Diagonal compressive failure of concrete 1

[hardbutmild]

Hello,

this is my first post, I usually watch other threads and find most of the answers so thank you for that.

My question is does anyone here know where the expressions for diagonal compressive failure of concrete come from?
To clarify, I'm talking about the maximum shear resistance that an element can have before the diagonal strut fails under compression, in eurocode it's denoted as VRd,max.
Now, I do know how to get the expression from some basic statics and geometry, but I want to check how the actual experiments to confirm it were done. I want to do this because I think that the expression is valid only for elements with low ductility. Here is my reasoning behind it. In the standard procedure you basically check the strut for failure and it should be the same at any point on the strut, but at the point where the strut connects with the compression area (caused by bending) a 2D stress field occurs. In other words, if bending causes large stresses in compression area, at that point less diagonal stresses can be transferred (basically I check main stresses and not just normal and shear independently).

Why do I care for all this? Well, because of walls in earthquake. Eurocode 8 states that you should reduce this strength to 40% (that's 2,5 times reduction!) of it's basic value for high ductility class DCH (EN 1998-1 section 5.5.3.4.2 if you want to check), but no reduction for medium ductility. Further they say that this is "due to dynamic nature of the loading", but the dynamic nature is present in both ductility classes and usually tests are made by static pushing of the wall so it makes more sense that it's due to ductility.
I'm trying to figure out what really happens because this reduction is HUGE, this strength can not be increased by adding reinforcement and shear failure is non-ductile and should be avoided at all cost. It just feels very important.

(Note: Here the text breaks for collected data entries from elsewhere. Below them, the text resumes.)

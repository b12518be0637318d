//! Slash-command parsing and dispatch bodies for the AI agent. Grounded on
//! `original_source/internal/ai/command.go`'s `ParseCommandWithArgs` and the
//! five `HandleXxxCommand` methods.

pub const COMMAND_SUMMARY: &str = "/summary";
pub const COMMAND_HELP: &str = "/help";
pub const COMMAND_STATS: &str = "/stats";
pub const COMMAND_CLEAR: &str = "/clear";
pub const COMMAND_PROMPT: &str = "/prompt";

/// Splits `content` into a command token (including its leading slash) and its
/// remaining whitespace-separated arguments. Mirrors `ParseCommandWithArgs`:
/// content not starting with `/` parses to an empty command and no args.
pub fn parse_command(content: &str) -> (String, Vec<String>) {
    if !content.starts_with('/') {
        return (String::new(), Vec::new());
    }

    let mut parts = content.split_whitespace();
    let Some(command) = parts.next() else {
        return (String::new(), Vec::new());
    };

    (command.to_string(), parts.map(str::to_string).collect())
}

pub fn help_text() -> String {
    "Available commands:\n\
     /summary - generate a summary of the conversation so far\n\
     /help - show this message\n\
     /stats - show this room's AI assistant statistics\n\
     /clear - clear the summary history and start fresh\n\
     /prompt <text> - ask the assistant to act on a custom instruction\n"
        .to_string()
}

pub fn unsupported_command_text() -> String {
    "Unsupported command".to_string()
}

pub fn empty_prompt_text() -> String {
    "Please provide some text after /prompt".to_string()
}

#[cfg(test)]
mod tests {
    use super::*;

    #[test]
    fn parses_command_and_args() {
        let (command, args) = parse_command("/prompt summarize the bug reports");
        assert_eq!(command, "/prompt");
        assert_eq!(args, vec!["summarize", "the", "bug", "reports"]);
    }

    #[test]
    fn command_with_no_args_has_empty_args() {
        let (command, args) = parse_command("/summary");
        assert_eq!(command, "/summary");
        assert!(args.is_empty());
    }

    #[test]
    fn non_slash_content_is_not_a_command() {
        let (command, args) = parse_command("just chatting");
        assert_eq!(command, "");
        assert!(args.is_empty());
    }

    #[test]
    fn collapses_repeated_whitespace_between_args() {
        let (command, args) = parse_command("/prompt   two   words");
        assert_eq!(command, "/prompt");
        assert_eq!(args, vec!["two", "words"]);
    }
}
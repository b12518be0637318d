//! `ai.command` handler: hands the triggering chat message to the AI manager,
//! which parses the command, runs it against the room's agent, and publishes
//! the reply itself. Grounded on `original_source/internal/ai/manager.go`'s
//! `HandleAIMessage`, consolidated so the AI manager owns its own response
//! publication instead of routing it back through this handler.

use crate::events::ChatEvent;

use super::HandlerContext;

pub async fn handle(ctx: HandlerContext, event: ChatEvent) {
    let ChatEvent::AiCommand { message } = event else { return };
    ctx.ai.handle(&message).await;
}
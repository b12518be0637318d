//! `message.new` handler: persist, then republish for broadcast, and additionally
//! route slash-prefixed content to the AI command router. Grounded on
//! `ChatMessageHandler` in the source system's event handlers.

use tokio::time::timeout;

use crate::events::ChatEvent;
use crate::models::ChatMessage;

use super::HandlerContext;

pub async fn handle(ctx: HandlerContext, event: ChatEvent) {
    let ChatEvent::MessageNew { message } = event else { return };

    let saved = match timeout(ctx.config.store_deadline, ctx.store.save_message(message)).await {
        Ok(Ok(saved)) => saved,
        Ok(Err(e)) => {
            eprintln!("chat handler: failed to persist message in room {}: {e}", ctx.room.room_id);
            return;
        }
        Err(_) => {
            eprintln!("chat handler: store deadline exceeded for room {}", ctx.room.room_id);
            return;
        }
    };

    let is_command = saved.content.starts_with('/');

    let broadcast_topic = ctx.topics.message_broadcast(&ctx.room.room_id);
    if let Err(e) = ctx
        .bus
        .publish(&broadcast_topic, ChatEvent::MessageBroadcast { message: saved.clone() })
        .await
    {
        eprintln!("chat handler: failed to publish broadcast for room {}: {e}", ctx.room.room_id);
    }

    if is_command {
        let ai_topic = ctx.topics.ai_command(&ctx.room.room_id);
        if let Err(e) = ctx.bus.publish(&ai_topic, ChatEvent::AiCommand { message: saved }).await {
            eprintln!("chat handler: failed to publish ai command for room {}: {e}", ctx.room.room_id);
        }
    }
}
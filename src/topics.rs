//! Bus subject formatting and parsing. One dispatch key per (category, action) pair,
//! with `history.request` / `history.response` as the sole compound actions (the
//! latter carries a trailing user segment).

/// A parsed topic: everything a handler needs to route and act on a message
/// without re-splitting the raw subject string itself.
#[derive(Debug, Clone, PartialEq, Eq)]
pub struct ParsedTopic {
    pub category: String,
    pub action: String,
    pub room_id: String,
    pub user_id: Option<String>,
}

#[derive(Clone)]
pub struct TopicFormatter {
    prefix: String,
}

impl TopicFormatter {
    pub fn new(prefix: impl Into<String>) -> Self {
        Self { prefix: prefix.into() }
    }

    fn format(&self, category: &str, action: &str, room_id: &str) -> String {
        format!("{}.{}.{}.{}", self.prefix, category, action, room_id)
    }

    pub fn message_new(&self, room_id: &str) -> String {
        self.format("message", "new", room_id)
    }

    pub fn message_broadcast(&self, room_id: &str) -> String {
        self.format("message", "broadcast", room_id)
    }

    pub fn presence(&self, room_id: &str) -> String {
        self.format("user", "presence", room_id)
    }

    pub fn system_message(&self, room_id: &str) -> String {
        self.format("system", "message", room_id)
    }

    pub fn user_joined(&self, room_id: &str) -> String {
        self.format("user", "joined", room_id)
    }

    pub fn user_left(&self, room_id: &str) -> String {
        self.format("user", "left", room_id)
    }

    pub fn connection_event(&self, room_id: &str) -> String {
        self.format("connection", "event", room_id)
    }

    pub fn history_request(&self, room_id: &str) -> String {
        self.format("message", "history.request", room_id)
    }

    pub fn history_response(&self, room_id: &str, user_id: &str) -> String {
        format!("{}.{}", self.format("message", "history.response", room_id), user_id)
    }

    pub fn ai_command(&self, room_id: &str) -> String {
        self.format("ai", "command", room_id)
    }

    /// Parse a subject back into its logical parts. Recognizes the compound
    /// `history.request` / `history.response` actions as a special case; every
    /// other subject is `{prefix}.{category}.{action}.{room}`.
    pub fn parse(&self, subject: &str) -> Option<ParsedTopic> {
        let rest = subject.strip_prefix(&self.prefix)?.strip_prefix('.')?;
        let parts: Vec<&str> = rest.split('.').collect();

        if parts.len() >= 4 && parts[0] == "message" && parts[1] == "history" {
            let action = format!("history.{}", parts[2]);
            return match action.as_str() {
                "history.request" if parts.len() == 4 => Some(ParsedTopic {
                    category: "message".to_string(),
                    action,
                    room_id: parts[3].to_string(),
                    user_id: None,
                }),
                "history.response" if parts.len() == 5 => Some(ParsedTopic {
                    category: "message".to_string(),
                    action,
                    room_id: parts[3].to_string(),
                    user_id: Some(parts[4].to_string()),
                }),
                _ => None,
            };
        }

        if parts.len() != 3 {
            return None;
        }
        Some(ParsedTopic {
            category: parts[0].to_string(),
            action: parts[1].to_string(),
            room_id: parts[2].to_string(),
            user_id: None,
        })
    }
}
//! `user.presence` handler: persist the online flag and bump the user's
//! last-active timestamp.

use tokio::time::timeout;

use crate::events::ChatEvent;

use super::HandlerContext;

pub async fn handle(ctx: HandlerContext, event: ChatEvent) {
    let ChatEvent::UserPresence { room_id, user_id, online, .. } = event else { return };

    match timeout(ctx.config.store_deadline, ctx.store.update_presence(&room_id, &user_id, online)).await {
        Ok(Ok(_)) => {}
        Ok(Err(e)) => eprintln!("presence handler: failed to update presence for {user_id} in {room_id}: {e}"),
        Err(_) => eprintln!("presence handler: store deadline updating presence for {user_id} in {room_id}"),
    }
    if let Err(e) = timeout(ctx.config.store_deadline, ctx.store.update_last_active(&user_id)).await {
        eprintln!("presence handler: store deadline updating last_active for {user_id}: {e}");
    }
}
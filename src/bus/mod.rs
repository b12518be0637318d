//! Publish/subscribe event bus (C5). The rest of the core talks to `dyn EventBus`
//! only; production wires up [`nats::NatsBus`], tests use [`local::LocalBus`].

pub mod local;
pub mod nats;

use async_trait::async_trait;
use tokio::sync::mpsc;

use crate::error::BusError;
use crate::events::ChatEvent;

/// A live subscription. Dropping it does not unsubscribe; call
/// [`EventBus::unsubscribe`] explicitly so teardown order is always visible at the
/// call site (mirrors how rooms own and release their own subscriptions).
pub struct Subscription {
    pub id: u64,
    pub receiver: mpsc::Receiver<ChatEvent>,
}

#[async_trait]
pub trait EventBus: Send + Sync {
    async fn publish(&self, topic: &str, event: ChatEvent) -> Result<(), BusError>;

    async fn subscribe(&self, topic: &str) -> Result<Subscription, BusError>;

    async fn unsubscribe(&self, subscription_id: u64) -> Result<(), BusError>;

    /// Flush pending publishes, stop delivering callbacks, release every subscription.
    async fn drain(&self) -> Result<(), BusError>;
}
//! Per-room summary cache and the `/summary` algorithm. Grounded verbatim on
//! `original_source/internal/ai/summary.go`.

use std::collections::HashSet;

use chrono::{DateTime, Utc};

use crate::ai::provider::{MessageInput, Provider};
use crate::error::ProviderError;
use crate::models::{ChatMessage, SYSTEM_SENDER_ID};
use crate::store::Store;

const RECENT_MESSAGE_WINDOW: i64 = 100;
const SUMMARIZED_ID_CAP: usize = 1000;

/// Tracks what has already been folded into a room's running summary, so the
/// next `/summary` only has to cover what's new.
pub struct SummaryCache {
    last_summary_time: Option<DateTime<Utc>>,
    last_summary_text: String,
    summarized_ids: HashSet<i64>,
}

impl Default for SummaryCache {
    fn default() -> Self {
        Self { last_summary_time: None, last_summary_text: String::new(), summarized_ids: HashSet::new() }
    }
}

impl SummaryCache {
    pub fn new() -> Self {
        Self::default()
    }

    fn record(&mut self, messages: &[ChatMessage], summary: String) {
        self.last_summary_time = Some(Utc::now());
        self.last_summary_text = summary;

        for message in messages {
            self.summarized_ids.insert(message.id);
        }

        // Evict and reseed with just the current batch rather than a full
        // reset, matching `updateSummaryCache`'s `> 1000` branch.
        if self.summarized_ids.len() > SUMMARIZED_ID_CAP {
            self.summarized_ids = messages.iter().map(|m| m.id).collect();
        }
    }

    pub fn clear(&mut self) {
        self.last_summary_text.clear();
        self.summarized_ids.clear();
        self.last_summary_time = None;
    }

    pub fn stats(&self) -> SummaryStats {
        SummaryStats {
            last_summary_time: self.last_summary_time,
            has_previous_summary: !self.last_summary_text.is_empty(),
            summarized_message_count: self.summarized_ids.len(),
            summary_text_length: self.last_summary_text.chars().count(),
        }
    }
}

#[derive(Debug, Clone)]
pub struct SummaryStats {
    pub last_summary_time: Option<DateTime<Utc>>,
    pub has_previous_summary: bool,
    pub summarized_message_count: usize,
    pub summary_text_length: usize,
}

/// Converts stored messages into the provider's chat-message shape, tagging
/// the system sender's lines with the `system` role.
pub fn preprocess_messages_for_ai(messages: &[ChatMessage]) -> Vec<MessageInput> {
    messages
        .iter()
        .map(|message| {
            let role = if message.sender == SYSTEM_SENDER_ID { "system" } else { "user" };
            MessageInput { role: role.to_string(), content: message.content.clone(), name: message.sender.clone() }
        })
        .collect()
}

/// Runs the `/summary` workflow for one room: fetch the new messages, ask the
/// provider for a summary continuing from the cached one, and record the
/// result. Returns a friendly "nothing to summarize" message rather than an
/// error when there is nothing new.
pub async fn handle_summary(
    cache: &mut SummaryCache,
    store: &dyn Store,
    provider: &dyn Provider,
    room_id: &str,
) -> Result<String, ProviderError> {
    let new_messages = new_messages_for_summary(cache, store, room_id).await?;
    if new_messages.is_empty() {
        return Ok("No new messages to summarize".to_string());
    }

    let previous_summary = cache.last_summary_text.clone();
    let inputs = preprocess_messages_for_ai(&new_messages);
    let summary = provider.generate_summary(&inputs, &previous_summary).await?;

    cache.record(&new_messages, summary.clone());
    Ok(summary)
}

async fn new_messages_for_summary(cache: &SummaryCache, store: &dyn Store, room_id: &str) -> Result<Vec<ChatMessage>, ProviderError> {
    let all_messages = store
        .get_recent_messages(room_id, RECENT_MESSAGE_WINDOW)
        .await
        .map_err(|e| ProviderError::BadResponse(format!("fetching recent messages failed: {e}")))?;

    let Some(last_summary_time) = cache.last_summary_time else {
        return Ok(all_messages);
    };

    Ok(all_messages
        .into_iter()
        .filter(|m| m.timestamp > last_summary_time && !cache.summarized_ids.contains(&m.id))
        .collect())
}
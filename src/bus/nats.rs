//! NATS-backed event bus adapter. NATS gives us subject-based pub/sub with
//! segment-level wildcards for free; we only ever publish/subscribe to concrete
//! (already room/user-filled) subjects, but the broker capability is there if a
//! future consumer wants wildcard fan-in.

use std::collections::HashMap;
use std::sync::atomic::{AtomicU64, Ordering};

use async_nats::Client;
use async_trait::async_trait;
use futures_util::StreamExt;
use tokio::sync::{Mutex, mpsc};
use tokio::task::JoinHandle;

use super::{EventBus, Subscription};
use crate::error::BusError;
use crate::events::ChatEvent;

const SUBSCRIBER_QUEUE_DEPTH: usize = 1024;

pub struct NatsBus {
    client: Client,
    tasks: Mutex<HashMap<u64, JoinHandle<()>>>,
    next_id: AtomicU64,
}

impl NatsBus {
    pub async fn connect(url: &str) -> Result<Self, BusError> {
        let client = async_nats::connect(url)
            .await
            .map_err(|e| BusError::Subscribe(e.to_string()))?;
        Ok(Self {
            client,
            tasks: Mutex::new(HashMap::new()),
            next_id: AtomicU64::new(1),
        })
    }

    pub fn from_client(client: Client) -> Self {
        Self {
            client,
            tasks: Mutex::new(HashMap::new()),
            next_id: AtomicU64::new(1),
        }
    }
}

#[async_trait]
impl EventBus for NatsBus {
    async fn publish(&self, topic: &str, event: ChatEvent) -> Result<(), BusError> {
        let bytes = serde_json::to_vec(&event).map_err(|e| BusError::Publish(e.to_string()))?;
        self.client
            .publish(topic.to_string(), bytes.into())
            .await
            .map_err(|e| BusError::Publish(e.to_string()))
    }

    async fn subscribe(&self, topic: &str) -> Result<Subscription, BusError> {
        let mut nats_sub = self
            .client
            .subscribe(topic.to_string())
            .await
            .map_err(|e| BusError::Subscribe(e.to_string()))?;

        let (tx, rx) = mpsc::channel(SUBSCRIBER_QUEUE_DEPTH);
        let id = self.next_id.fetch_add(1, Ordering::Relaxed);

        let handle = tokio::spawn(async move {
            while let Some(msg) = nats_sub.next().await {
                match serde_json::from_slice::<ChatEvent>(&msg.payload) {
                    Ok(event) => {
                        if tx.send(event).await.is_err() {
                            break;
                        }
                    }
                    Err(e) => {
                        eprintln!("nats bus: dropping undecodable message on {}: {e}", msg.subject);
                    }
                }
            }
        });

        self.tasks.lock().await.insert(id, handle);
        Ok(Subscription { id, receiver: rx })
    }

    async fn unsubscribe(&self, subscription_id: u64) -> Result<(), BusError> {
        if let Some(handle) = self.tasks.lock().await.remove(&subscription_id) {
            handle.abort();
        }
        Ok(())
    }

    async fn drain(&self) -> Result<(), BusError> {
        let mut tasks = self.tasks.lock().await;
        for (_, handle) in tasks.drain() {
            handle.abort();
        }
        self.client
            .drain()
            .await
            .map_err(|e| BusError::Publish(e.to_string()))
    }
}
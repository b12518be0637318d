//! End-to-end coverage of the session -> bus -> room -> store round trip,
//! driven entirely through the public `session`/`hub` surface with an
//! in-memory duplex transport standing in for a WebSocket. No test here
//! touches a real socket; `http.rs` covers the one HTTP-visible surface, and
//! `ws.rs`'s job is purely to adapt a real socket onto this same session API.

use std::time::Duration;

use super::common::{assert_system, connect, connect_with_config, test_server};
use roomcore::config::Config;

#[tokio::test]
async fn broadcast_reaches_every_attached_session_in_the_room() {
    let server = test_server();
    let (mut u1, _) = connect(&server, "r1", "u1", "alice").await;
    let (mut u2, _) = connect(&server, "r1", "u2", "bob").await;
    let (mut u3, _) = connect(&server, "r1", "u3", "carol").await;

    // u1 was present for all three joins, u2 for two, u3 for just its own.
    for _ in 0..3 {
        assert_system(&u1.recv_message().await);
    }
    for _ in 0..2 {
        assert_system(&u2.recv_message().await);
    }
    assert_system(&u3.recv_message().await);

    u1.send_text("hi from alice").await;

    let seen = [u1.recv_message().await, u2.recv_message().await, u3.recv_message().await];
    for frame in &seen {
        assert_eq!(frame.content, "hi from alice");
        assert_eq!(frame.sender_id, "u1");
        assert_eq!(frame.room_id, "r1");
    }
}

#[tokio::test]
async fn rooms_are_isolated_from_each_other() {
    let server = test_server();
    let (mut a, _) = connect(&server, "room-a", "u1", "alice").await;
    let (mut b, _) = connect(&server, "room-b", "u2", "bob").await;
    assert_system(&a.recv_message().await);
    assert_system(&b.recv_message().await);

    a.send_text("only for room-a").await;
    assert_eq!(a.recv_message().await.content, "only for room-a");

    // room-b's session must never observe room-a's traffic.
    assert!(b.recv_message_within(Duration::from_millis(100)).await.is_none());
}

#[tokio::test]
async fn joining_session_receives_backfilled_history_in_order() {
    let server = test_server();
    let (mut u1, _) = connect(&server, "r1", "u1", "alice").await;
    assert_system(&u1.recv_message().await);

    u1.send_text("first").await;
    assert_eq!(u1.recv_message().await.content, "first");
    u1.send_text("second").await;
    assert_eq!(u1.recv_message().await.content, "second");

    let (mut u2, _) = connect(&server, "r1", "u2", "bob").await;
    assert_system(&u1.recv_message().await); // u1 also sees u2 join

    // u2 gets its own join announcement and the two backfilled messages; the
    // join announcement and the history batch travel independent paths so
    // their relative order isn't pinned down, but history messages among
    // themselves must stay in their original chronological order.
    let mut seen = Vec::new();
    for _ in 0..3 {
        seen.push(u2.recv_message().await.content);
    }
    let first_pos = seen.iter().position(|c| c == "first").expect("history did not include 'first'");
    let second_pos = seen.iter().position(|c| c == "second").expect("history did not include 'second'");
    assert!(first_pos < second_pos, "history arrived out of order: {seen:?}");
    assert!(seen.iter().any(|c| c.contains("joined the room")));
}

#[tokio::test]
async fn a_full_outbound_queue_drops_only_that_session() {
    let server = test_server();
    let tiny = Config { session_queue_depth: 1, ..server.config.clone() };
    let (mut slow, _) = connect_with_config(&server, "r1", "slow", "slow", &tiny).await;
    assert_system(&slow.recv_message().await);

    let (mut fast, _) = connect(&server, "r1", "fast", "fast").await;
    // Drain fast's own join announcement; leave slow's "fast joined" message
    // unread so it occupies the one slot in slow's queue.
    assert_system(&fast.recv_message().await);

    fast.send_text("hello").await;
    assert_eq!(fast.recv_message().await.content, "hello");

    tokio::time::sleep(Duration::from_millis(50)).await;
    assert!(server.hub.find_client("r1", "slow").await.is_none(), "slow session should have been evicted");
    assert!(server.hub.find_client("r1", "fast").await.is_some(), "fast session must survive slow's eviction");
}

#[tokio::test]
async fn disconnecting_cleans_up_without_panicking() {
    let server = test_server();
    let (conn, _handle) = connect(&server, "r1", "ghost", "ghost").await;
    let (mut survivor, _) = connect(&server, "r1", "stays", "stays").await;
    assert_system(&survivor.recv_message().await); // ghost's join
    assert_system(&survivor.recv_message().await); // its own join

    drop(conn); // ends ghost's read/write loops, as a dropped socket would

    tokio::time::sleep(Duration::from_millis(50)).await;
    assert!(server.hub.find_client("r1", "ghost").await.is_none());
    assert_system(&survivor.recv_message().await); // ghost's "left" announcement

    // The room keeps functioning for whoever's left.
    survivor.send_text("still here").await;
    assert_eq!(survivor.recv_message().await.content, "still here");
}
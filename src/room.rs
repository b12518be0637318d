//! Room registry for one room id (C2). Tracks attached sessions and the
//! subscriptions that exist purely to deliver history back-fill to a joining
//! session. Room-wide dispatch (chat/broadcast/presence/etc.) is driven centrally
//! by the handler registry (see `handlers::mod`), not by the room itself.

use std::collections::HashMap;
use std::sync::Arc;
use std::time::Duration;

use chrono::Utc;
use tokio::sync::Mutex;
use tokio::task::JoinHandle;

use crate::bus::EventBus;
use crate::config::Config;
use crate::events::ChatEvent;
use crate::session::SessionHandle;
use crate::topics::TopicFormatter;

const HISTORY_BATCH_SIZE: usize = 10;
const HISTORY_BATCH_PAUSE: Duration = Duration::from_millis(50);
const HISTORY_RETRY_PAUSE: Duration = Duration::from_millis(100);

struct HistorySubscription {
    subscription_id: u64,
    forwarder: JoinHandle<()>,
}

pub struct Room {
    pub room_id: String,
    clients: Mutex<HashMap<String, SessionHandle>>,
    history_subs: Mutex<HashMap<String, HistorySubscription>>,
    bus: Arc<dyn EventBus>,
    topics: TopicFormatter,
    config: Config,
}

impl Room {
    pub fn new(room_id: String, bus: Arc<dyn EventBus>, topics: TopicFormatter, config: Config) -> Self {
        Self {
            room_id,
            clients: Mutex::new(HashMap::new()),
            history_subs: Mutex::new(HashMap::new()),
            bus,
            topics,
            config,
        }
    }

    pub async fn add_client(&self, handle: SessionHandle) {
        // Subscribe to this user's history-response topic BEFORE publishing the
        // history request, so no delivery can race ahead of the subscription.
        let topic = self.topics.history_response(&self.room_id, &handle.user_id);
        let subscription = match self.bus.subscribe(&topic).await {
            Ok(s) => s,
            Err(e) => {
                eprintln!("room {}: failed to subscribe history-response for {}: {e}", self.room_id, handle.user_id);
                return;
            }
        };
        let subscription_id = subscription.id;
        let forward_handle = handle.clone();
        let forwarder = tokio::spawn(forward_history_responses(subscription, forward_handle));

        {
            let mut subs = self.history_subs.lock().await;
            subs.insert(
                handle.user_id.clone(),
                HistorySubscription { subscription_id, forwarder },
            );
        }
        {
            let mut clients = self.clients.lock().await;
            clients.insert(handle.user_id.clone(), handle.clone());
        }

        let now = Utc::now();
        let _ = self
            .bus
            .publish(
                &self.topics.connection_event(&self.room_id),
                ChatEvent::ConnectionConnect {
                    room_id: self.room_id.clone(),
                    user_id: handle.user_id.clone(),
                    username: handle.username.clone(),
                    timestamp: now,
                },
            )
            .await;

        // The source system publishes `user.joined` from a separate HTTP
        // room-membership endpoint (out of scope here); a session registering
        // with the room is this core's equivalent join boundary.
        let _ = self
            .bus
            .publish(
                &self.topics.user_joined(&self.room_id),
                ChatEvent::UserJoined {
                    room_id: self.room_id.clone(),
                    user_id: handle.user_id.clone(),
                    username: handle.username.clone(),
                    timestamp: now,
                },
            )
            .await;

        let _ = self
            .bus
            .publish(
                &self.topics.history_request(&self.room_id),
                ChatEvent::HistoryRequest {
                    room_id: self.room_id.clone(),
                    user_id: handle.user_id.clone(),
                    limit: self.config.history_page_size,
                    timestamp: now,
                },
            )
            .await;
    }

    pub async fn remove_client(&self, user_id: &str) {
        let removed = {
            let mut clients = self.clients.lock().await;
            clients.remove(user_id)
        };
        let Some(handle) = removed else { return };

        if let Some(sub) = self.history_subs.lock().await.remove(user_id) {
            sub.forwarder.abort();
            let _ = self.bus.unsubscribe(sub.subscription_id).await;
        }

        let now = Utc::now();
        let _ = self
            .bus
            .publish(
                &self.topics.connection_event(&self.room_id),
                ChatEvent::ConnectionDisconnect {
                    room_id: self.room_id.clone(),
                    user_id: handle.user_id.clone(),
                    username: handle.username.clone(),
                    timestamp: now,
                },
            )
            .await;

        let _ = self
            .bus
            .publish(
                &self.topics.user_left(&self.room_id),
                ChatEvent::UserLeft {
                    room_id: self.room_id.clone(),
                    user_id: handle.user_id.clone(),
                    username: handle.username.clone(),
                    timestamp: now,
                },
            )
            .await;
    }

    /// Non-blocking fan-out to every attached session. Any session whose queue is
    /// full is dropped — the sole backpressure mechanism (no session may stall the
    /// others).
    pub async fn broadcast(&self, frame: crate::models::OutboundFrame) {
        let handles: Vec<SessionHandle> = self.clients.lock().await.values().cloned().collect();
        let mut dropped = Vec::new();
        for handle in handles {
            if handle.try_send(frame.clone()).is_err() {
                dropped.push(handle.user_id.clone());
            }
        }
        for user_id in dropped {
            self.remove_client(&user_id).await;
        }
    }

    pub async fn client_count(&self) -> usize {
        self.clients.lock().await.len()
    }

    pub async fn find_client(&self, user_id: &str) -> Option<SessionHandle> {
        self.clients.lock().await.get(user_id).cloned()
    }

    /// All attached user ids, snapshotted under the lock. Used by shutdown to
    /// drop every client without holding the lock across the per-client teardown.
    pub async fn client_ids(&self) -> Vec<String> {
        self.clients.lock().await.keys().cloned().collect()
    }
}

/// Batch-of-10, 50ms inter-batch pause, single retry after 100ms on a full queue,
/// abort on second failure. Grounded verbatim on the source system's
/// `HistoryResponseHandler.Handle`.
async fn forward_history_responses(mut subscription: crate::bus::Subscription, handle: SessionHandle) {
    while let Some(event) = subscription.receiver.recv().await {
        let ChatEvent::HistoryResponse { messages, .. } = event else { continue };

        for batch in messages.chunks(HISTORY_BATCH_SIZE) {
            for message in batch {
                let frame = crate::models::OutboundFrame::from(message.clone());
                if handle.try_send(frame.clone()).is_err() {
                    tokio::time::sleep(HISTORY_RETRY_PAUSE).await;
                    if handle.try_send(frame).is_err() {
                        eprintln!(
                            "room: dropping history message {} for {} after retry failed",
                            message.id, handle.user_id
                        );
                        return;
                    }
                }
            }
            tokio::time::sleep(HISTORY_BATCH_PAUSE).await;
        }
    }
}
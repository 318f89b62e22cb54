use crate::api::ApiClient;
use crate::config::Config;
use crate::router::handle;
use crate::state::AppState;
use astra::Server;
use tracing::{error, info};
use tracing_subscriber::EnvFilter;

mod api;
mod auth;
mod config;
mod domain;
mod errors;
mod filters;
mod forms;
mod geos;
mod handlers;
mod paths;
mod responses;
mod router;
mod state;
mod templates;


fn main() {
    tracing_subscriber::fmt()
        .with_env_filter(
            EnvFilter::try_from_default_env().unwrap_or_else(|_| EnvFilter::new("info")),
        )
        .init();

    let config = match Config::from_env() {
        Ok(config) => config,
        Err(e) => {
            error!("Configuration error: {e}");
            std::process::exit(1);
        }
    };

    let api = match ApiClient::new(&config.api_base_url, config.request_timeout) {
        Ok(api) => api,
        Err(e) => {
            error!("Could not build the API client: {e}");
            std::process::exit(1);
        }
    };

    let addr = config.bind_addr;
    let server = Server::bind(&addr).max_workers(config.max_workers);
    let state = AppState::new(Box::new(api), config);

    info!("Starting server at http://{addr}");

    let result = server.serve(move |req, _info| match handle(req, &state) {
        Ok(resp) => resp,
        Err(err) => templates::html_error_response(err),
    });

    if let Err(e) = result {
        error!("Server ended with error: {e}");
    }

    info!("Server shut down cleanly.");
}
pub mod criteria;
pub mod form;

pub use criteria::{query_pairs, FilterCriteria, ListingType, PropertyType, ALL, DEFAULT_CITY};
pub use form::FilterForm;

I'm sorry if this is not coherent, too long or if I posted it in the wrong place. I can provide way more explanations if needed but I didn't want to put too much in the first post.
If you can give any insight into anything related to this I'd be very grateful, thank you!

 

[oldestguy]

Stay with it. In time some structural guys will show up. You are somewhat over my head, but I'm not a guy that into structures.

 

[Agent666]

The reduction in codes to shear strength in beams, walls, columns etc is due to the fact that under cyclic loading there will be cracking, member elongation, spalling of the cover concrete potentially, crushing of the confined core of concrete, and the reliance on aggregate interlock as part of the concrete shear mechanism is reduced or becomes less certain. Here in NZ we take concrete shear = 0 for higher levels of curvature (or local ductility demand at potential plastic hinges). Keep in mind ductility = controlled damage to dissipate seismic energy in simple terms.

Note this local ductility demand is quite separate to the global ductility you might use to determine the overall seismic loading on the structure. A short deep beam will undergo much more plastic rotation in the hinges than say a longer shallower beam for the same overall lateral drift.

 

[Tomfh]

Not familiar with that code but presumably higher ductility class relies more heavily on major deformations to absorb earthquake, in which case shear rupturing is a much bigger concern (since the shear capacity is not ductile, and heavily deformed concrete has reduced shear capacity)

 

[hardbutmild]

@agent666
You say that aggregate interlock can't be relied on and I agree, but aggregate interlock is a mechanism relevant to resist tension force. As you mentioned, it's usually completely neglected and that's fine because you can simply put more reinforcement. Compressive failure on the other hand can only be avoided by making a wall thicker and that's usually a problem.
You mentioned some other problems that affect shear strength like cracking. That is actually considered in eurocode for concrete already so this is a reduction in addition to that because of cracking. Spalling of the concrete cover is also considered in a way that you consider only the part of wall inside confinement reinforcement. Regarding member elongation, do you mean because of axial force? Because that's also taken into account with the basic formula.
Now regarding concrete crushing it really depends will it happen and how much will it crush because that depends on the way you detail your wall, axial force, the amount of reinforcement and as you mentioned slenderness.
However, none of those problems are specific to the cyclic nature, but rather to the fact that large plastic deformations occur, right?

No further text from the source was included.